● Exercise brief:
Calculate how many lines of the data hold "required". The answer consists of that number only.
[[ Records for this exercise open ]]
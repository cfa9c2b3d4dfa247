use sqlx::postgres::PgPoolOptions;
use sqlx::{Pool, Postgres};
use std::time::Duration;
use tracing::info;

#[derive(Clone)]
pub struct DbClient {
    pub pool: Pool<Postgres>,
}

impl DbClient {
    pub async fn new(connection_string: &str) -> Result<Self, sqlx::Error> {
        let pool = PgPoolOptions::new()
            .max_connections(10)
            .acquire_timeout(Duration::from_secs(3))
            .connect(connection_string)
            .await?;

        info!("database pool established");
        Ok(Self { pool })
    }
}
use async_trait::async_trait;
use chrono::{Duration, Utc};
use std::sync::Arc;
use std::time::Duration as StdDuration;
use tokio::sync::Mutex;
use tracing::{error, info, warn};
use uuid::Uuid;

use crate::availability::AvailabilityService;
use crate::pricing::PricingEngine;
use crate::resiliency::{CircuitBreaker, RetryPolicy};
use crate::saga::{Saga, SagaError, SagaStep};
use reserva_core::notify::{AnalyticsRecorder, NotificationDispatcher};
use reserva_core::payment::{GatewayReceipt, GatewayStatus, PaymentGateway};
use reserva_core::repository::{BookingRepository, ResourceCatalog};
use reserva_core::sync::{resource_lock_key, AvailabilityCache, DistributedLock, LockToken};
use reserva_core::{EngineError, EngineResult};
use reserva_domain::availability::{AvailabilityResult, UnavailableReason};
use reserva_domain::booking::{Booking, BookingResult, BookingStatus, CreateBookingRequest};
use reserva_domain::events::BookingEvent;
use reserva_domain::payment::{Payment, PaymentMethod, PaymentStatus};
use reserva_domain::resource::Resource;

#[derive(Debug, Clone)]
pub struct OrchestratorConfig {
    pub resource_lock_ttl: StdDuration,
    pub lock_acquire_attempts: u32,
    pub lock_retry_delay: StdDuration,
    pub cancellation_notice_hours: i64,
    pub version_retry_limit: u32,
}

impl Default for OrchestratorConfig {
    fn default() -> Self {
        Self {
            resource_lock_ttl: StdDuration::from_secs(10),
            lock_acquire_attempts: 40,
            lock_retry_delay: StdDuration::from_millis(25),
            cancellation_notice_hours: 24,
            version_retry_limit: 3,
        }
    }
}

/// Everything the orchestrator talks to.
pub struct BookingServices {
    pub bookings: Arc<dyn BookingRepository>,
    pub catalog: Arc<dyn ResourceCatalog>,
    pub locks: Arc<dyn DistributedLock>,
    pub cache: Arc<dyn AvailabilityCache>,
    pub gateway: Arc<dyn PaymentGateway>,
    pub notifier: Arc<dyn NotificationDispatcher>,
    pub analytics: Arc<dyn AnalyticsRecorder>,
}

/// Owns the booking lifecycle: reserve, charge, finalize, cancel. The
/// create path runs as a saga so a terminal payment failure rolls the
/// reservation back through the same code that made it.
pub struct BookingOrchestrator {
    config: OrchestratorConfig,
    services: BookingServices,
    availability: Arc<AvailabilityService>,
    pricing: Arc<PricingEngine>,
    payment_policy: RetryPolicy,
    payment_circuit: Arc<CircuitBreaker>,
}

enum SettlementOutcome {
    /// The gateway settled synchronously.
    Settled,
    /// The gateway accepted the charge and will settle later.
    AsyncSettlement,
    /// The gateway was unreachable; settlement is deferred to an
    /// out-of-band retry and the booking stays Pending.
    Deferred,
}

struct BookingSagaCtx {
    request: CreateBookingRequest,
    resource: Resource,
    booking: Option<Booking>,
    payment: Option<Payment>,
    outcome: Option<SettlementOutcome>,
    rejection: Option<AvailabilityResult>,
}

impl BookingOrchestrator {
    pub fn new(
        config: OrchestratorConfig,
        services: BookingServices,
        availability: Arc<AvailabilityService>,
        pricing: Arc<PricingEngine>,
        payment_policy: RetryPolicy,
        payment_circuit: Arc<CircuitBreaker>,
    ) -> Self {
        Self {
            config,
            services,
            availability,
            pricing,
            payment_policy,
            payment_circuit,
        }
    }

    pub async fn create_booking(&self, request: CreateBookingRequest) -> EngineResult<BookingResult> {
        if request.end_at <= request.start_at {
            return Err(EngineError::Validation(
                "booking window must end after it starts".to_string(),
            ));
        }

        let resource = self
            .services
            .catalog
            .resource(request.resource_id)
            .await?
            .ok_or_else(|| EngineError::NotFound(format!("resource {}", request.resource_id)))?;

        info!(
            resource_id = %resource.id,
            user_id = %request.user_id,
            start_at = %request.start_at,
            "booking requested"
        );

        let saga = Saga::new()
            .then(ReserveStep {
                availability: self.availability.clone(),
                pricing: self.pricing.clone(),
                bookings: self.services.bookings.clone(),
                locks: self.services.locks.clone(),
                config: self.config.clone(),
            })
            .then(ChargeStep {
                bookings: self.services.bookings.clone(),
                gateway: self.services.gateway.clone(),
                policy: self.payment_policy.clone(),
                circuit: self.payment_circuit.clone(),
            })
            .then(FinalizeStep {
                bookings: self.services.bookings.clone(),
                cache: self.services.cache.clone(),
                notifier: self.services.notifier.clone(),
                analytics: self.services.analytics.clone(),
                version_retry_limit: self.config.version_retry_limit,
            });

        let mut ctx = BookingSagaCtx {
            request,
            resource,
            booking: None,
            payment: None,
            outcome: None,
            rejection: None,
        };

        match saga.run(&mut ctx).await {
            Ok(()) => {
                let booking = ctx.booking.take().ok_or_else(|| {
                    EngineError::Internal("saga completed without a booking".to_string())
                })?;
                let message = match ctx.outcome {
                    Some(SettlementOutcome::AsyncSettlement) => {
                        Some("payment is settling asynchronously".to_string())
                    }
                    Some(SettlementOutcome::Deferred) => Some(
                        "payment provider temporarily unavailable, settlement will be retried"
                            .to_string(),
                    ),
                    _ => None,
                };
                Ok(BookingResult::accepted(booking, message))
            }
            Err(saga_error) => self.booking_failure(ctx, saga_error).await,
        }
    }

    async fn booking_failure(
        &self,
        mut ctx: BookingSagaCtx,
        saga_error: SagaError,
    ) -> EngineResult<BookingResult> {
        if !saga_error.compensation_failures.is_empty() {
            let steps: Vec<&'static str> = saga_error
                .compensation_failures
                .iter()
                .map(|(step, _)| *step)
                .collect();
            return Err(EngineError::Compensation(format!(
                "booking saga failed at `{}` and could not compensate step(s) {:?}",
                saga_error.step, steps
            )));
        }

        if let Some(rejection) = ctx.rejection.take() {
            let alternatives = if rejection.reason == Some(UnavailableReason::Conflicting) {
                match self
                    .availability
                    .suggest_alternatives(&ctx.resource, ctx.request.start_at, ctx.request.end_at)
                    .await
                {
                    Ok(slots) => slots,
                    Err(err) => {
                        warn!(error = %err, "failed to compute alternative slots");
                        Vec::new()
                    }
                }
            } else {
                Vec::new()
            };
            let message = rejection
                .reason
                .map(|reason| reason.to_string())
                .unwrap_or_else(|| "requested window is not available".to_string());
            return Ok(BookingResult::rejected(message, alternatives));
        }

        match saga_error.error {
            EngineError::Payment {
                retryable: false,
                message,
            } => {
                let booking = ctx.booking.take().ok_or_else(|| {
                    EngineError::Internal("payment failed before a booking existed".to_string())
                })?;
                let event = BookingEvent::PaymentFailed {
                    booking_id: booking.id,
                    resource_id: booking.resource_id,
                    user_id: booking.user_id,
                    message: message.clone(),
                    at: Utc::now(),
                };
                self.services.notifier.send(&event).await;
                self.services.analytics.record(&event).await;
                Ok(BookingResult::rejected_with_booking(
                    booking,
                    format!("payment failed: {message}"),
                ))
            }
            other => Err(other),
        }
    }

    /// Cancels a booking on behalf of its owner. Returns `Ok(false)` without
    /// mutating anything when the booking is already terminal or starts
    /// within the notice window; concurrent writers are arbitrated by the
    /// version counter with a bounded retry budget.
    pub async fn cancel_booking(
        &self,
        booking_id: Uuid,
        reason: &str,
        requester_id: Uuid,
    ) -> EngineResult<bool> {
        let attempts = self.config.version_retry_limit.max(1);
        for _ in 0..attempts {
            let booking = self
                .services
                .bookings
                .booking(booking_id)
                .await?
                .ok_or_else(|| EngineError::NotFound(format!("booking {booking_id}")))?;

            if booking.user_id != requester_id {
                return Err(EngineError::Authorization(
                    "only the booking owner may cancel it".to_string(),
                ));
            }
            if !booking.is_active() {
                return Ok(false);
            }
            let notice = Duration::hours(self.config.cancellation_notice_hours);
            if booking.start_at <= Utc::now() + notice {
                return Ok(false);
            }

            match self
                .services
                .bookings
                .update_booking_status(
                    booking_id,
                    booking.version,
                    BookingStatus::Cancelled,
                    Some(reason.to_string()),
                )
                .await
            {
                Ok(cancelled) => {
                    let refunded = self.refund_if_settled(&cancelled).await?;
                    evict_snapshot(
                        self.services.cache.as_ref(),
                        cancelled.resource_id,
                        cancelled.start_at.date_naive(),
                    )
                    .await;

                    let event = BookingEvent::Cancelled {
                        booking_id: cancelled.id,
                        resource_id: cancelled.resource_id,
                        user_id: cancelled.user_id,
                        reason: reason.to_string(),
                        refunded,
                        at: Utc::now(),
                    };
                    self.services.notifier.send(&event).await;
                    self.services.analytics.record(&event).await;
                    info!(booking_id = %cancelled.id, refunded, "booking cancelled");
                    return Ok(true);
                }
                Err(EngineError::StaleVersion(_)) => {
                    warn!(booking_id = %booking_id, "cancel lost a version race, retrying");
                    continue;
                }
                Err(other) => return Err(other),
            }
        }

        Err(EngineError::Conflict(format!(
            "booking {booking_id} kept changing underneath the cancellation"
        )))
    }

    /// Refunds the payment of a just-cancelled booking when it already
    /// settled. A refund failure is a compensation failure: logged as a
    /// fatal incident and surfaced, never swallowed.
    async fn refund_if_settled(&self, booking: &Booking) -> EngineResult<bool> {
        let Some(mut payment) = self
            .services
            .bookings
            .payment_for_booking(booking.id)
            .await?
        else {
            return Ok(false);
        };
        if payment.status != PaymentStatus::Completed {
            return Ok(false);
        }

        let Some(reference) = payment.external_reference.clone() else {
            error!(
                booking_id = %booking.id,
                "settled payment has no external reference, manual reconciliation required"
            );
            return Err(EngineError::Compensation(format!(
                "refund for booking {} impossible: missing gateway reference",
                booking.id
            )));
        };

        let gateway = self.services.gateway.clone();
        let amount = payment.amount_cents;
        let refund = self
            .payment_policy
            .execute(self.payment_circuit.as_ref(), || {
                let gateway = gateway.clone();
                let reference = reference.clone();
                async move { gateway.refund(&reference, amount).await }
            })
            .await;

        match refund {
            Ok(receipt) if receipt.status == GatewayStatus::Failed => {
                error!(
                    booking_id = %booking.id,
                    "refund declined by gateway, manual reconciliation required"
                );
                Err(EngineError::Compensation(format!(
                    "refund for booking {} was declined",
                    booking.id
                )))
            }
            Ok(_receipt) => {
                payment.status = PaymentStatus::Refunded;
                payment.touch();
                self.services.bookings.update_payment(&payment).await?;
                info!(booking_id = %booking.id, "payment refunded");
                Ok(true)
            }
            Err(err) => {
                error!(
                    booking_id = %booking.id,
                    error = %err,
                    "refund failed, manual reconciliation required"
                );
                Err(EngineError::Compensation(format!(
                    "refund for booking {} failed: {err}",
                    booking.id
                )))
            }
        }
    }
}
[[ Records for this exercise closed ]]
● Output for this task:
3